§ Aim of the exercise:
Whenever a line in the data holds the string "score", pull that line out.

§ Data under study:

===============

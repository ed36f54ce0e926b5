//! Application state: game, leaderboard, and the game-over name prompt.
//!
//! The app layers a small screen machine over the core phase machine. While
//! the name prompt is open, keys edit the name buffer instead of mapping to
//! game actions; everywhere else they go through the input map.

use crossterm::event::{KeyCode, KeyEvent};

use crate::core::GameState;
use crate::input::{handle_key_event, should_quit};
use crate::leaderboard::Leaderboard;
use crate::types::Phase;

/// Longest player name accepted by the prompt.
pub const MAX_NAME_LEN: usize = 16;

/// What the terminal is currently showing.
#[derive(Debug, Clone, PartialEq, Eq)]
pub enum Screen {
    /// The playfield, with idle/pause/game-over overlays from the phase.
    Game,
    /// Name entry after a finished game.
    EnterName { buf: String },
}

pub struct App {
    pub game: GameState,
    pub leaderboard: Leaderboard,
    screen: Screen,
    /// Set when the current game over has already opened (or dismissed)
    /// the prompt, so it is not reopened every frame.
    prompted: bool,
}

impl App {
    pub fn new(game: GameState, leaderboard: Leaderboard) -> Self {
        Self {
            game,
            leaderboard,
            screen: Screen::Game,
            prompted: false,
        }
    }

    pub fn screen(&self) -> &Screen {
        &self.screen
    }

    /// Advance the game clock and open the name prompt on a fresh game over.
    pub fn update(&mut self, elapsed_ms: u32) {
        self.game.tick(elapsed_ms);
        self.sync_screen();
    }

    /// Handle one key event. Returns false when the app should quit.
    pub fn handle_key(&mut self, key: KeyEvent) -> bool {
        match &mut self.screen {
            Screen::EnterName { buf } => {
                match key.code {
                    KeyCode::Enter => {
                        let name = std::mem::take(buf);
                        let score = self.game.score();
                        self.leaderboard.record(&name, score);
                        self.game.reset();
                        self.screen = Screen::Game;
                    }
                    KeyCode::Esc => {
                        // Skip submission; the game stays on the game-over
                        // overlay until reset.
                        self.screen = Screen::Game;
                    }
                    KeyCode::Backspace => {
                        buf.pop();
                    }
                    KeyCode::Char(c) => {
                        if buf.len() < MAX_NAME_LEN && !c.is_control() {
                            buf.push(c);
                        }
                    }
                    _ => {}
                }
                true
            }
            Screen::Game => {
                if should_quit(key) {
                    return false;
                }
                if let Some(action) = handle_key_event(key) {
                    self.game.apply_action(action);
                    self.sync_screen();
                }
                true
            }
        }
    }

    fn sync_screen(&mut self) {
        if self.game.phase() == Phase::GameOver {
            if !self.prompted {
                self.prompted = true;
                self.screen = Screen::EnterName { buf: String::new() };
            }
        } else {
            self.prompted = false;
        }
    }
}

===============

§ Exercise response:
                        let score = self.game.score();
                        self.leaderboard.record(&name, score);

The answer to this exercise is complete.